**What you should do:** Each record is to be written out exactly as it appears.

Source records

########

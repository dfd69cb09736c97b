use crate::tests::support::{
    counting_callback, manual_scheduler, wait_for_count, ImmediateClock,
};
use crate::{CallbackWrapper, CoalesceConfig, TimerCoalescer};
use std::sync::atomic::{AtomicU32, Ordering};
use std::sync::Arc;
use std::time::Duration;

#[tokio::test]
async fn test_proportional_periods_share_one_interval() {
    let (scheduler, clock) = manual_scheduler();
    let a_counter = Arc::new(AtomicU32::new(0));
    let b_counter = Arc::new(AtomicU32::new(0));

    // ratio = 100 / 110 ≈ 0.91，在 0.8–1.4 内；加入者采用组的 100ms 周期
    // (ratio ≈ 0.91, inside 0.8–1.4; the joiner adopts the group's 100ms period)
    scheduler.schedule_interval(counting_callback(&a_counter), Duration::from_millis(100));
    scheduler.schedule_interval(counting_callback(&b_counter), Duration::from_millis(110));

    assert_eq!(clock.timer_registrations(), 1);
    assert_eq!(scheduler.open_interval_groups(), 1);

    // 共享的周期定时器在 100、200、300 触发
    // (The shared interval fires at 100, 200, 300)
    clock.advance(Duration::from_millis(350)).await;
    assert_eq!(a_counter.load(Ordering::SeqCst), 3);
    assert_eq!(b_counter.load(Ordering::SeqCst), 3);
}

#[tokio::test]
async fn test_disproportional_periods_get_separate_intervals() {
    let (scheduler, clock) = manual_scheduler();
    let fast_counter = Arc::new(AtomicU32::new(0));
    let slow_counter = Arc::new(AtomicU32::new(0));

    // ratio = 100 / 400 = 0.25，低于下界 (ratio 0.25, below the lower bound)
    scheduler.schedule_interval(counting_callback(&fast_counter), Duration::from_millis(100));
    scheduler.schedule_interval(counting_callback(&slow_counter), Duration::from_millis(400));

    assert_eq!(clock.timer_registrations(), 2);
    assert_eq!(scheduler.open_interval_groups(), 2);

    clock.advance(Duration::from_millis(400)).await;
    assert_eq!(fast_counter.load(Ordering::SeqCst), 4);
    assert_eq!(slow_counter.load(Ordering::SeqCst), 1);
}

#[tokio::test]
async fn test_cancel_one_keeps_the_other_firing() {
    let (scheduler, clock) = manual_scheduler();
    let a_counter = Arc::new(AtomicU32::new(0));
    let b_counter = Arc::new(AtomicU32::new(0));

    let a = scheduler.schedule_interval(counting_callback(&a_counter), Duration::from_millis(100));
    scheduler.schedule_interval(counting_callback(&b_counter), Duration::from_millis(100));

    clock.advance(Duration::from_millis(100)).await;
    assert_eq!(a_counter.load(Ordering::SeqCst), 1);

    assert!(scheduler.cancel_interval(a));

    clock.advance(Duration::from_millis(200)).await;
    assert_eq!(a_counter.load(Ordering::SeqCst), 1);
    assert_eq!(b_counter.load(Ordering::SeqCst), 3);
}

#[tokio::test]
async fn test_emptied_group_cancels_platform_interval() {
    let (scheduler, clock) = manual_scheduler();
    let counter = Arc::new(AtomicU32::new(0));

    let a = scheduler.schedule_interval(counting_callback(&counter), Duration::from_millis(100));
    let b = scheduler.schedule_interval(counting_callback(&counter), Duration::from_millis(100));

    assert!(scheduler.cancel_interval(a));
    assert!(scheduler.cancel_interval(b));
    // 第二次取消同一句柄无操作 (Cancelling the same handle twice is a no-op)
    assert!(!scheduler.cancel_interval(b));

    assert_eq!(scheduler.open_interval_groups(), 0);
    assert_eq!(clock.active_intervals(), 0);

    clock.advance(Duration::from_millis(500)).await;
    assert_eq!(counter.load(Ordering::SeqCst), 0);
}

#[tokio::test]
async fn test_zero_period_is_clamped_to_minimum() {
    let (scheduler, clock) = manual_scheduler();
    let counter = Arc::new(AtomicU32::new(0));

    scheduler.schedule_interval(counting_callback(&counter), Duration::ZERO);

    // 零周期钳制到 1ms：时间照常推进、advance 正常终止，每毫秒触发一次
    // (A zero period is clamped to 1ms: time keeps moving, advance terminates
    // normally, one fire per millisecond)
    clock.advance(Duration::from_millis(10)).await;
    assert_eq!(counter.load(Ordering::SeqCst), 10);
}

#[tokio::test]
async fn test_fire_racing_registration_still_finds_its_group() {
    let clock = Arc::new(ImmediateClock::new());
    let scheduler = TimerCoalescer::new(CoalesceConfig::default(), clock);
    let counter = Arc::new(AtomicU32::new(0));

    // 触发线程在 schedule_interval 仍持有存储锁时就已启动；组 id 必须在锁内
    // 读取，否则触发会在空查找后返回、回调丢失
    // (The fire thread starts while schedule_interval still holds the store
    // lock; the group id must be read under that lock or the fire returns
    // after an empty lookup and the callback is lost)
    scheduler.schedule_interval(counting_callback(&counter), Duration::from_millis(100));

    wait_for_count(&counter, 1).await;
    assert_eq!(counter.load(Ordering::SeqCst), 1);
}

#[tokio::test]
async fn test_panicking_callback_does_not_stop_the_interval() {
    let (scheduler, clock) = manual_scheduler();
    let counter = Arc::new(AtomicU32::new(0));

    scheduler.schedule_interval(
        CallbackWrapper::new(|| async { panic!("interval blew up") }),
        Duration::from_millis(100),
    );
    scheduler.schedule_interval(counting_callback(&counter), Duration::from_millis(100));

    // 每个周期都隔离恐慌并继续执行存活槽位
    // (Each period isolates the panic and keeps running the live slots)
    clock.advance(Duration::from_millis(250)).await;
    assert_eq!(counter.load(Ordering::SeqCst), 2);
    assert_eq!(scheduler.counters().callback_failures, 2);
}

########

**Solution for this exercise:**
repository dfd69cb09736c97b
use crate::tests::support::{
    counting_callback, manual_scheduler, wait_for_count, ImmediateClock,
};
use crate::{CallbackWrapper, CoalesceConfig, TimerCoalescer};
use std::sync::atomic::{AtomicU32, Ordering};
use std::sync::Arc;
use std::time::Duration;

#[tokio::test]
async fn test_proportional_periods_share_one_interval() {
    let (scheduler, clock) = manual_scheduler();
    let a_counter = Arc::new(AtomicU32::new(0));
    let b_counter = Arc::new(AtomicU32::new(0));

    // ratio = 100 / 110 ≈ 0.91，在 0.8–1.4 内；加入者采用组的 100ms 周期
    // (ratio ≈ 0.91, inside 0.8–1.4; the joiner adopts the group's 100ms period)
    scheduler.schedule_interval(counting_callback(&a_counter), Duration::from_millis(100));
    scheduler.schedule_interval(counting_callback(&b_counter), Duration::from_millis(110));

    assert_eq!(clock.timer_registrations(), 1);
    assert_eq!(scheduler.open_interval_groups(), 1);

    // 共享的周期定时器在 100、200、300 触发
    // (The shared interval fires at 100, 200, 300)
    clock.advance(Duration::from_millis(350)).await;
    assert_eq!(a_counter.load(Ordering::SeqCst), 3);
    assert_eq!(b_counter.load(Ordering::SeqCst), 3);
}

#[tokio::test]
async fn test_disproportional_periods_get_separate_intervals() {
    let (scheduler, clock) = manual_scheduler();
    let fast_counter = Arc::new(AtomicU32::new(0));
    let slow_counter = Arc::new(AtomicU32::new(0));

    // ratio = 100 / 400 = 0.25，低于下界 (ratio 0.25, below the lower bound)
    scheduler.schedule_interval(counting_callback(&fast_counter), Duration::from_millis(100));
    scheduler.schedule_interval(counting_callback(&slow_counter), Duration::from_millis(400));

    assert_eq!(clock.timer_registrations(), 2);
    assert_eq!(scheduler.open_interval_groups(), 2);

    clock.advance(Duration::from_millis(400)).await;
    assert_eq!(fast_counter.load(Ordering::SeqCst), 4);
    assert_eq!(slow_counter.load(Ordering::SeqCst), 1);
}

#[tokio::test]
async fn test_cancel_one_keeps_the_other_firing() {
    let (scheduler, clock) = manual_scheduler();
    let a_counter = Arc::new(AtomicU32::new(0));
    let b_counter = Arc::new(AtomicU32::new(0));

    let a = scheduler.schedule_interval(counting_callback(&a_counter), Duration::from_millis(100));
    scheduler.schedule_interval(counting_callback(&b_counter), Duration::from_millis(100));

    clock.advance(Duration::from_millis(100)).await;
    assert_eq!(a_counter.load(Ordering::SeqCst), 1);

    assert!(scheduler.cancel_interval(a));

    clock.advance(Duration::from_millis(200)).await;
    assert_eq!(a_counter.load(Ordering::SeqCst), 1);
    assert_eq!(b_counter.load(Ordering::SeqCst), 3);
}

#[tokio::test]
async fn test_emptied_group_cancels_platform_interval() {
    let (scheduler, clock) = manual_scheduler();
    let counter = Arc::new(AtomicU32::new(0));

    let a = scheduler.schedule_interval(counting_callback(&counter), Duration::from_millis(100));
    let b = scheduler.schedule_interval(counting_callback(&counter), Duration::from_millis(100));

    assert!(scheduler.cancel_interval(a));
    assert!(scheduler.cancel_interval(b));
    // 第二次取消同一句柄无操作 (Cancelling the same handle twice is a no-op)
    assert!(!scheduler.cancel_interval(b));

    assert_eq!(scheduler.open_interval_groups(), 0);
    assert_eq!(clock.active_intervals(), 0);

    clock.advance(Duration::from_millis(500)).await;
    assert_eq!(counter.load(Ordering::SeqCst), 0);
}

#[tokio::test]
async fn test_zero_period_is_clamped_to_minimum() {
    let (scheduler, clock) = manual_scheduler();
    let counter = Arc::new(AtomicU32::new(0));

    scheduler.schedule_interval(counting_callback(&counter), Duration::ZERO);

    // 零周期钳制到 1ms：时间照常推进、advance 正常终止，每毫秒触发一次
    // (A zero period is clamped to 1ms: time keeps moving, advance terminates
    // normally, one fire per millisecond)
    clock.advance(Duration::from_millis(10)).await;
    assert_eq!(counter.load(Ordering::SeqCst), 10);
}

#[tokio::test]
async fn test_fire_racing_registration_still_finds_its_group() {
    let clock = Arc::new(ImmediateClock::new());
    let scheduler = TimerCoalescer::new(CoalesceConfig::default(), clock);
    let counter = Arc::new(AtomicU32::new(0));

    // 触发线程在 schedule_interval 仍持有存储锁时就已启动；组 id 必须在锁内
    // 读取，否则触发会在空查找后返回、回调丢失
    // (The fire thread starts while schedule_interval still holds the store
    // lock; the group id must be read under that lock or the fire returns
    // after an empty lookup and the callback is lost)
    scheduler.schedule_interval(counting_callback(&counter), Duration::from_millis(100));

    wait_for_count(&counter, 1).await;
    assert_eq!(counter.load(Ordering::SeqCst), 1);
}

#[tokio::test]
async fn test_panicking_callback_does_not_stop_the_interval() {
    let (scheduler, clock) = manual_scheduler();
    let counter = Arc::new(AtomicU32::new(0));

    scheduler.schedule_interval(
        CallbackWrapper::new(|| async { panic!("interval blew up") }),
        Duration::from_millis(100),
    );
    scheduler.schedule_interval(counting_callback(&counter), Duration::from_millis(100));

    // 每个周期都隔离恐慌并继续执行存活槽位
    // (Each period isolates the panic and keeps running the live slots)
    clock.advance(Duration::from_millis(250)).await;
    assert_eq!(counter.load(Ordering::SeqCst), 2);
    assert_eq!(scheduler.counters().callback_failures, 2);
}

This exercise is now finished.